A alta comissária das Nações Unidas para os Direitos Humanos, Michelle Bachelet, afirmou hoje (10) que o número de pessoas que estão fugindo de Nicarágua está aumentando de forma “exponencial” como consequência da crise neste país.

Ao inaugurar a última sessão ordinária do ano do Conselho de Direitos Humanos da ONU, em Genebra, Bachelet pediu a este órgão que reforce sua vigilância sobre o país centro-americano. “Enquanto isso, nós vamos continuar documentando as violações dos direitos humanos na Nicarágua.”

Desde 18 de abril, foi deflagrada uma onda de protestos na Nicarágua que se transformou em uma crise política, econômica e social. Manifestantes protestam contra o governo do presidente Daniel Ortega, acusado de repressão, violência e perseguição política.
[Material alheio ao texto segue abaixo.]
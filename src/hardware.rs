//! Static hardware reference data and the inverter bank selector.
//!
//! The catalogs are read-only reference data loaded once per process; the
//! selector is a documented greedy heuristic, not a guaranteed optimum.

/// One inverter model from the hardware catalog.
#[derive(Debug, Clone, PartialEq)]
pub struct InverterModel {
    /// Catalog identifier.
    pub id: &'static str,
    /// Human-readable model name.
    pub name: &'static str,
    /// Rated AC output power (kW).
    pub ac_power_kw: f64,
    /// Maximum DC (PV) input power (kW). Zero means the unit accepts no
    /// direct PV input and is excluded from selection.
    pub max_pv_kw: f64,
    /// Maximum DC input voltage (V).
    pub max_input_voltage_v: f64,
    /// Number of MPP trackers.
    pub num_mppt: u32,
}

/// One battery cabinet model from the hardware catalog.
#[derive(Debug, Clone, PartialEq)]
pub struct BatteryModel {
    /// Catalog identifier.
    pub id: &'static str,
    /// Human-readable model name.
    pub name: &'static str,
    /// Usable energy capacity (kWh).
    pub capacity_kwh: f64,
    /// Maximum charge/discharge power (kW).
    pub max_power_kw: f64,
}

/// Default string-inverter catalog.
pub const INVERTER_CATALOG: &[InverterModel] = &[
    InverterModel {
        id: "12KTL-M5",
        name: "SUN2000-12KTL-M5",
        ac_power_kw: 12.0,
        max_pv_kw: 18.0,
        max_input_voltage_v: 1100.0,
        num_mppt: 2,
    },
    InverterModel {
        id: "15KTL-M5",
        name: "SUN2000-15KTL-M5",
        ac_power_kw: 15.0,
        max_pv_kw: 22.5,
        max_input_voltage_v: 1100.0,
        num_mppt: 2,
    },
    InverterModel {
        id: "17KTL-M5",
        name: "SUN2000-17KTL-M5",
        ac_power_kw: 17.0,
        max_pv_kw: 25.5,
        max_input_voltage_v: 1100.0,
        num_mppt: 2,
    },
    InverterModel {
        id: "20KTL-M5",
        name: "SUN2000-20KTL-M5",
        ac_power_kw: 20.0,
        max_pv_kw: 30.0,
        max_input_voltage_v: 1100.0,
        num_mppt: 2,
    },
    InverterModel {
        id: "25KTL-M5",
        name: "SUN2000-25KTL-M5",
        ac_power_kw: 25.0,
        max_pv_kw: 37.5,
        max_input_voltage_v: 1100.0,
        num_mppt: 3,
    },
    InverterModel {
        id: "30KTL-M3",
        name: "SUN2000-30KTL-M3",
        ac_power_kw: 30.0,
        max_pv_kw: 45.0,
        max_input_voltage_v: 1100.0,
        num_mppt: 4,
    },
    InverterModel {
        id: "40KTL-M3",
        name: "SUN2000-40KTL-M3",
        ac_power_kw: 40.0,
        max_pv_kw: 60.0,
        max_input_voltage_v: 1100.0,
        num_mppt: 4,
    },
    InverterModel {
        id: "50KTL-M3",
        name: "SUN2000-50KTL-M3",
        ac_power_kw: 50.0,
        max_pv_kw: 75.0,
        max_input_voltage_v: 1100.0,
        num_mppt: 6,
    },
    InverterModel {
        id: "100KTL-M2",
        name: "SUN2000-100KTL-M2",
        ac_power_kw: 100.0,
        max_pv_kw: 150.0,
        max_input_voltage_v: 1100.0,
        num_mppt: 10,
    },
    InverterModel {
        id: "150K-MG0",
        name: "SUN2000-150K-MG0",
        ac_power_kw: 150.0,
        max_pv_kw: 225.0,
        max_input_voltage_v: 1100.0,
        num_mppt: 12,
    },
    // Smart PCS: no direct PV input, excluded by the selector.
    InverterModel {
        id: "100KTL-M1",
        name: "LUNA2000-100KTL-M1",
        ac_power_kw: 100.0,
        max_pv_kw: 0.0,
        max_input_voltage_v: 1100.0,
        num_mppt: 0,
    },
];

/// Default battery cabinet catalog.
pub const BESS_CATALOG: &[BatteryModel] = &[
    BatteryModel {
        id: "LUNA-97",
        name: "LUNA2000-97KWH-1H1",
        capacity_kwh: 96.8,
        max_power_kw: 92.0,
    },
    BatteryModel {
        id: "LUNA-129",
        name: "LUNA2000-129KWH-2H1",
        capacity_kwh: 129.0,
        max_power_kw: 100.0,
    },
    BatteryModel {
        id: "LUNA-161",
        name: "LUNA2000-161KWH-2H1",
        capacity_kwh: 161.3,
        max_power_kw: 100.0,
    },
    BatteryModel {
        id: "LUNA-200",
        name: "LUNA2000-200KWH-2H1",
        capacity_kwh: 193.5,
        max_power_kw: 100.0,
    },
    BatteryModel {
        id: "LUNA-215",
        name: "LUNA2000-215-2S12",
        capacity_kwh: 215.0,
        max_power_kw: 100.0,
    },
];

/// A selected inverter model with its unit count.
#[derive(Debug, Clone)]
pub struct InverterUnit {
    /// The selected model.
    pub model: InverterModel,
    /// Number of units of this model.
    pub count: u32,
}

/// Result of inverter bank selection.
///
/// With an empty or unusable catalog the selection degrades to an analytic
/// AC figure (`target_dc_kw / dc_ac_ratio`) with no physical units.
#[derive(Debug, Clone)]
pub struct InverterSelection {
    /// Combined AC output of the selected bank (kW).
    pub total_ac_kw: f64,
    /// Combined DC input ceiling of the selected bank (kW).
    pub total_max_pv_kw: f64,
    /// Selected models in the order they were first added.
    pub units: Vec<InverterUnit>,
}

impl InverterSelection {
    /// Total number of physical units in the bank.
    pub fn unit_count(&self) -> u32 {
        self.units.iter().map(|u| u.count).sum()
    }
}

/// Upper bound on DC top-up passes; selections hitting it may still fall
/// short of the DC target.
const MAX_DC_TOPUP_ITERATIONS: u32 = 20;

/// Selects an inverter bank for a target DC capacity.
///
/// Greedy heuristic: compute the minimum AC requirement from the DC/AC
/// ratio and fill with the largest model; when the remaining AC need drops
/// below the largest model, take the smallest model that still covers it
/// (or the smallest available if none does). A second pass adds further
/// units of the largest model, bounded to [`MAX_DC_TOPUP_ITERATIONS`],
/// until the bank's combined DC input ceiling covers `target_dc_kw`.
///
/// # Arguments
///
/// * `target_dc_kw` - Target DC system size (kWp)
/// * `catalog` - Available inverter models
/// * `dc_ac_ratio` - Desired DC/AC oversizing ratio (values <= 0 or NaN
///   fall back to 1.25)
pub fn select_inverters(
    target_dc_kw: f64,
    catalog: &[InverterModel],
    dc_ac_ratio: f64,
) -> InverterSelection {
    let ratio = if dc_ac_ratio.is_finite() && dc_ac_ratio > 0.0 {
        dc_ac_ratio
    } else {
        1.25
    };

    if !(target_dc_kw > 0.0) {
        return InverterSelection {
            total_ac_kw: 0.0,
            total_max_pv_kw: 0.0,
            units: Vec::new(),
        };
    }

    // Usable models only: positive AC rating and direct PV input.
    let mut usable: Vec<&InverterModel> = catalog
        .iter()
        .filter(|m| m.ac_power_kw > 0.0 && m.max_pv_kw > 0.0)
        .collect();
    usable.sort_by(|a, b| b.ac_power_kw.total_cmp(&a.ac_power_kw));

    if usable.is_empty() {
        return InverterSelection {
            total_ac_kw: target_dc_kw / ratio,
            total_max_pv_kw: 0.0,
            units: Vec::new(),
        };
    }

    let largest = usable[0];
    let smallest = usable[usable.len() - 1];

    let mut selection = InverterSelection {
        total_ac_kw: 0.0,
        total_max_pv_kw: 0.0,
        units: Vec::new(),
    };
    let add = |sel: &mut InverterSelection, model: &InverterModel| {
        sel.total_ac_kw += model.ac_power_kw;
        sel.total_max_pv_kw += model.max_pv_kw;
        match sel.units.iter_mut().find(|u| u.model.id == model.id) {
            Some(unit) => unit.count += 1,
            None => sel.units.push(InverterUnit {
                model: model.clone(),
                count: 1,
            }),
        }
    };

    // First pass: meet the minimum AC requirement.
    let min_ac_required = target_dc_kw / ratio;
    let mut remaining_ac = min_ac_required;
    while remaining_ac > 0.0 {
        let pick = if remaining_ac < largest.ac_power_kw {
            usable
                .iter()
                .rev()
                .find(|m| m.ac_power_kw >= remaining_ac)
                .copied()
                .unwrap_or(smallest)
        } else {
            largest
        };
        add(&mut selection, pick);
        remaining_ac -= pick.ac_power_kw;
    }

    // Second pass: the bank must also accept the full DC array.
    let mut topup = 0;
    while selection.total_max_pv_kw < target_dc_kw && topup < MAX_DC_TOPUP_ITERATIONS {
        add(&mut selection, largest);
        topup += 1;
    }

    selection
}

#[cfg(test)]
mod tests {
    use super::*;

    #[test]
    fn empty_catalog_falls_back_to_analytic_ac() {
        let sel = select_inverters(500.0, &[], 1.25);
        assert!(sel.units.is_empty());
        assert!((sel.total_ac_kw - 400.0).abs() < 1e-9);
    }

    #[test]
    fn zero_target_selects_nothing() {
        let sel = select_inverters(0.0, INVERTER_CATALOG, 1.25);
        assert!(sel.units.is_empty());
        assert_eq!(sel.total_ac_kw, 0.0);
    }

    #[test]
    fn ac_meets_ratio_requirement() {
        let sel = select_inverters(1000.0, INVERTER_CATALOG, 1.25);
        assert!(sel.total_ac_kw >= 1000.0 / 1.25);
    }

    #[test]
    fn dc_ceiling_covers_target() {
        for target in [50.0, 130.0, 400.0, 1000.0, 1750.0] {
            let sel = select_inverters(target, INVERTER_CATALOG, 1.25);
            assert!(
                sel.total_max_pv_kw >= target,
                "target {target}: max_pv {} too small",
                sel.total_max_pv_kw
            );
        }
    }

    #[test]
    fn small_remainder_picks_best_fit_not_largest() {
        // 20 kWp / 1.25 = 16 kW AC needed: a 17 kW unit covers it, the
        // 150 kW flagship would be a gross overshoot.
        let sel = select_inverters(20.0, INVERTER_CATALOG, 1.25);
        assert_eq!(sel.unit_count(), 1);
        assert_eq!(sel.units[0].model.id, "17KTL-M5");
    }

    #[test]
    fn large_target_prefers_flagship_units() {
        let sel = select_inverters(1500.0, INVERTER_CATALOG, 1.25);
        let flagship = sel
            .units
            .iter()
            .find(|u| u.model.id == "150K-MG0")
            .map(|u| u.count)
            .unwrap_or(0);
        assert!(flagship >= 8, "expected mostly 150 kW units, got {sel:?}");
    }

    #[test]
    fn pcs_without_pv_input_is_never_selected() {
        let sel = select_inverters(2000.0, INVERTER_CATALOG, 1.25);
        assert!(sel.units.iter().all(|u| u.model.id != "100KTL-M1"));
    }

    #[test]
    fn battery_catalog_entries_are_plausible() {
        assert!(!BESS_CATALOG.is_empty());
        for m in BESS_CATALOG {
            assert!(m.capacity_kwh > 0.0, "{}", m.id);
            assert!(m.max_power_kw > 0.0, "{}", m.id);
        }
    }

    #[test]
    fn nan_ratio_falls_back() {
        let sel = select_inverters(100.0, INVERTER_CATALOG, f64::NAN);
        assert!(sel.total_ac_kw >= 100.0 / 1.25);
    }

    #[test]
    fn topup_cap_bounds_pathological_catalogs() {
        // A catalog whose only model has a tiny DC ceiling can never reach
        // a large DC target; the selector must still terminate.
        let tiny = [InverterModel {
            id: "TINY",
            name: "Tiny-5K",
            ac_power_kw: 5.0,
            max_pv_kw: 6.0,
            max_input_voltage_v: 1100.0,
            num_mppt: 1,
        }];
        let sel = select_inverters(10_000.0, &tiny, 1.25);
        assert!(sel.unit_count() > 0);
        // Known limit: the 20-iteration cap may leave the DC target unmet.
        assert!(sel.total_max_pv_kw < 10_000.0);
    }
}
A estimativa é que 448 pessoas morreram, há ainda feridos e desaparecidos. A estudante brasileira Raynéia Gabrielle Lima, de 30 anos, foi morta na capital nicaraguanse e até hoje não há explicações para o assassinato. Em agosto, a documentarista brasileira Emilia Melo foi deportada da Nicarágua quando se preparava para registrar os protestos.